Era successo anche 5 anni fa, un anno dopo le proteste del 2016 – e in una fase già di grande tensione e polarizzazione tra una parte della società civile ed il regime – quando ci fu il doppio attentato tra Majlis (il Parlamento) e il Mausoleo dell’ayatollah Khomeini, a Teheran, anche quello rivendicato dall’Isis. Stavolta qualcosa sembra esser diverso e il commento dell’attentato su Twitter, che ha prodotto vittime reali, è stato rapidamente sommerso dall’acceso dibattito che segue diverse linee di teorie del complotto, tra attivisti iraniani di diversa collocazione.

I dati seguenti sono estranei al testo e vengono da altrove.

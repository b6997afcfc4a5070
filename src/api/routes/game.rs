use axum::{
    extract::{Path, State},
    http::StatusCode,
    Json,
};
use serde::Deserialize;

use crate::error::MeshError;
use crate::game::controller::{ChatEntry, GameSnapshot};
use crate::game::GameCommand;
use crate::mesh::{JoinMedia, JoinMode};
use crate::state::ServiceContext;

pub type ApiResult<T> = Result<Json<T>, (StatusCode, String)>;

pub fn status_for(error: &MeshError) -> StatusCode {
    match error {
        MeshError::NotInSession
        | MeshError::InvalidTransition(_)
        | MeshError::Immune(_)
        | MeshError::DuplicateSession(_) => StatusCode::CONFLICT,
        MeshError::WrongRole(_) => StatusCode::FORBIDDEN,
        MeshError::UnknownParticipant(_) => StatusCode::NOT_FOUND,
        MeshError::SignalingUnavailable(_) | MeshError::RemoteDisconnected(_) => {
            StatusCode::BAD_GATEWAY
        }
        MeshError::SessionRejected
        | MeshError::DeviceUnavailable { .. }
        | MeshError::EngineStopped => StatusCode::SERVICE_UNAVAILABLE,
    }
}

/// Run one command and answer `{"ok": true}` or the mapped error.
pub async fn run(ctx: &ServiceContext, command: GameCommand) -> ApiResult<serde_json::Value> {
    ctx.game
        .send(command)
        .await
        .map(|_| Json(serde_json::json!({"ok": true})))
        .map_err(|e| (status_for(&e), e.to_string()))
}

pub async fn get_game(State(ctx): State<ServiceContext>) -> Json<GameSnapshot> {
    Json(ctx.snapshot_rx.borrow().clone())
}

pub async fn host_game(State(ctx): State<ServiceContext>) -> ApiResult<serde_json::Value> {
    run(&ctx, GameCommand::Host).await
}

#[derive(Deserialize)]
pub struct JoinRequest {
    pub host_address: String,
    pub mode: JoinMode,
    #[serde(default)]
    pub media: JoinMedia,
}

pub async fn join_game(
    State(ctx): State<ServiceContext>,
    Json(body): Json<JoinRequest>,
) -> ApiResult<serde_json::Value> {
    if body.host_address.trim().is_empty() {
        return Err((StatusCode::BAD_REQUEST, "host_address is required".to_string()));
    }
    run(
        &ctx,
        GameCommand::Join {
            host_address: body.host_address.trim().to_string(),
            mode: body.mode,
            media: body.media,
        },
    )
    .await
}

pub async fn cancel_join(State(ctx): State<ServiceContext>) -> ApiResult<serde_json::Value> {
    run(&ctx, GameCommand::CancelJoin).await
}

pub async fn leave_game(State(ctx): State<ServiceContext>) -> ApiResult<serde_json::Value> {
    run(&ctx, GameCommand::Leave).await
}

pub async fn end_game(State(ctx): State<ServiceContext>) -> ApiResult<serde_json::Value> {
    run(&ctx, GameCommand::EndGame).await
}

pub async fn next_round(State(ctx): State<ServiceContext>) -> ApiResult<serde_json::Value> {
    run(&ctx, GameCommand::NextRound).await
}

pub async fn toggle_timer(State(ctx): State<ServiceContext>) -> ApiResult<serde_json::Value> {
    run(&ctx, GameCommand::ToggleTimer).await
}

pub async fn add_time(State(ctx): State<ServiceContext>) -> ApiResult<serde_json::Value> {
    run(&ctx, GameCommand::AddTime).await
}

pub async fn revive_all(State(ctx): State<ServiceContext>) -> ApiResult<serde_json::Value> {
    run(&ctx, GameCommand::ReviveAll).await
}

// --- Contestant actions ---
// Credit checks for paid actions happen before these are called.

pub async fn pop_contestant(
    State(ctx): State<ServiceContext>,
    Path(id): Path<String>,
) -> ApiResult<serde_json::Value> {
    run(&ctx, GameCommand::Pop { id }).await
}

pub async fn revive_contestant(
    State(ctx): State<ServiceContext>,
    Path(id): Path<String>,
) -> ApiResult<serde_json::Value> {
    run(&ctx, GameCommand::Revive { id }).await
}

pub async fn grant_immunity(
    State(ctx): State<ServiceContext>,
    Path(id): Path<String>,
) -> ApiResult<serde_json::Value> {
    run(&ctx, GameCommand::GrantImmunity { id }).await
}

pub async fn super_like(
    State(ctx): State<ServiceContext>,
    Path(id): Path<String>,
) -> ApiResult<serde_json::Value> {
    run(&ctx, GameCommand::SuperLike { id }).await
}

pub async fn send_gift(
    State(ctx): State<ServiceContext>,
    Path(id): Path<String>,
) -> ApiResult<serde_json::Value> {
    run(&ctx, GameCommand::Gift { id }).await
}

// --- Chat ---

pub async fn get_chat(State(ctx): State<ServiceContext>) -> Json<Vec<ChatEntry>> {
    Json(ctx.snapshot_rx.borrow().chat.clone())
}

#[derive(Deserialize)]
pub struct ChatRequest {
    pub sender: String,
    pub text: String,
}

pub async fn send_chat(
    State(ctx): State<ServiceContext>,
    Json(body): Json<ChatRequest>,
) -> ApiResult<serde_json::Value> {
    if body.text.trim().is_empty() {
        return Err((StatusCode::BAD_REQUEST, "text is required".to_string()));
    }
    run(
        &ctx,
        GameCommand::SendChat {
            sender: body.sender,
            text: body.text,
        },
    )
    .await
}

Lo spettro li raccoglie tutti, e fa luce sul livello di polarizzazione, di schizofrenia, a cui è arrivata la società, soprattutto grazie alle spinte del regime stesso, e a quelle della componente più oltranzista della comunità internazionale, in particolare gli Stati Uniti: si va da chi appunto attribuisce senza remore l’attentato alle autorità stesse a chi, dall’altro lato, crede che questo attentato si configuri come un innalzamento del livello di scontro deciso da quel segmento di popolazione percepito come “al soldo delle forze straniere”, in una nuova riedizione di una nota paranoia istituzionale. Appare altrettanto verosimile che la conseguenza più immediata di questo attentato possa essere un rafforzamento dei livelli di pattugliamento nelle strade e nei luoghi pubblici. Che promette di scontrarsi, non troppo tardi, con la inesauribile vitalità della protesta in corso che ha ormai superato il mese.